▸ What you are asked to do: The lines below, all of them, should be returned exactly as they appear.

▸ Task material:
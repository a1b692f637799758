//! Core domain for deployhook.
//!
//! This crate contains every domain concept, newtype identifier, shared value
//! type, and error type used to turn an authenticated webhook into a tracked
//! deployment. Infrastructure crates implement the traits defined here; they
//! never add domain rules.
//!
//! ## Architectural Layer
//!
//! **Business logic + port definitions.** This crate has no I/O dependencies.
//! It defines *what* is needed (run a command, persist a snapshot);
//! infrastructure crates define *how* to supply it.
//!
//! ## Module Layout
//!
//! | Module | Contents |
//! |--------|----------|
//! | [`identifiers`] | Newtype identifiers (`RepositoryId`, `BranchName`, `DeploymentRunId`) |
//! | [`types`] | Value types (`Timestamp`, `Secret`, `DeploymentStatus`, `ExecutionOutcome`, ...) |
//! | [`registry`] | The immutable repository registry |
//! | [`signature`] | HMAC-SHA256 webhook signature verification |
//! | [`branch`] | Push payload parsing and the branch filter |
//! | [`status`] | In-memory per-repository deployment status |
//! | [`ports`] | `CommandRunner` and `StatusStore` traits |
//! | [`errors`] | Request, execution, and persistence error types |

pub mod branch;
pub mod errors;
pub mod identifiers;
pub mod ports;
pub mod registry;
pub mod signature;
pub mod status;
pub mod types;

// Re-export everything at the crate root for ergonomic usage by downstream crates.
pub use branch::{should_deploy, PushPayload};
pub use errors::{DeployError, ExecutionError, StoreError};
pub use identifiers::{BranchName, DeploymentRunId, RepositoryId};
pub use ports::{CommandRunner, StatusStore};
pub use registry::{Registry, RepositoryConfig};
pub use signature::{sign, verify, SIGNATURE_HEADER};
pub use status::{StatusTracker, FAILURE_MARKER};
pub use types::{
    DeploymentStatus, ExecutionMode, ExecutionOutcome, Secret, StatusSnapshot, Timestamp,
};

▸ Problem solution:
repository a1b692f637799758
//! Core domain for deployhook.
//!
//! This crate contains every domain concept, newtype identifier, shared value
//! type, and error type used to turn an authenticated webhook into a tracked
//! deployment. Infrastructure crates implement the traits defined here; they
//! never add domain rules.
//!
//! ## Architectural Layer
//!
//! **Business logic + port definitions.** This crate has no I/O dependencies.
//! It defines *what* is needed (run a command, persist a snapshot);
//! infrastructure crates define *how* to supply it.
//!
//! ## Module Layout
//!
//! | Module | Contents |
//! |--------|----------|
//! | [`identifiers`] | Newtype identifiers (`RepositoryId`, `BranchName`, `DeploymentRunId`) |
//! | [`types`] | Value types (`Timestamp`, `Secret`, `DeploymentStatus`, `ExecutionOutcome`, ...) |
//! | [`registry`] | The immutable repository registry |
//! | [`signature`] | HMAC-SHA256 webhook signature verification |
//! | [`branch`] | Push payload parsing and the branch filter |
//! | [`status`] | In-memory per-repository deployment status |
//! | [`ports`] | `CommandRunner` and `StatusStore` traits |
//! | [`errors`] | Request, execution, and persistence error types |

pub mod branch;
pub mod errors;
pub mod identifiers;
pub mod ports;
pub mod registry;
pub mod signature;
pub mod status;
pub mod types;

// Re-export everything at the crate root for ergonomic usage by downstream crates.
pub use branch::{should_deploy, PushPayload};
pub use errors::{DeployError, ExecutionError, StoreError};
pub use identifiers::{BranchName, DeploymentRunId, RepositoryId};
pub use ports::{CommandRunner, StatusStore};
pub use registry::{Registry, RepositoryConfig};
pub use signature::{sign, verify, SIGNATURE_HEADER};
pub use status::{StatusTracker, FAILURE_MARKER};
pub use types::{
    DeploymentStatus, ExecutionMode, ExecutionOutcome, Secret, StatusSnapshot, Timestamp,
};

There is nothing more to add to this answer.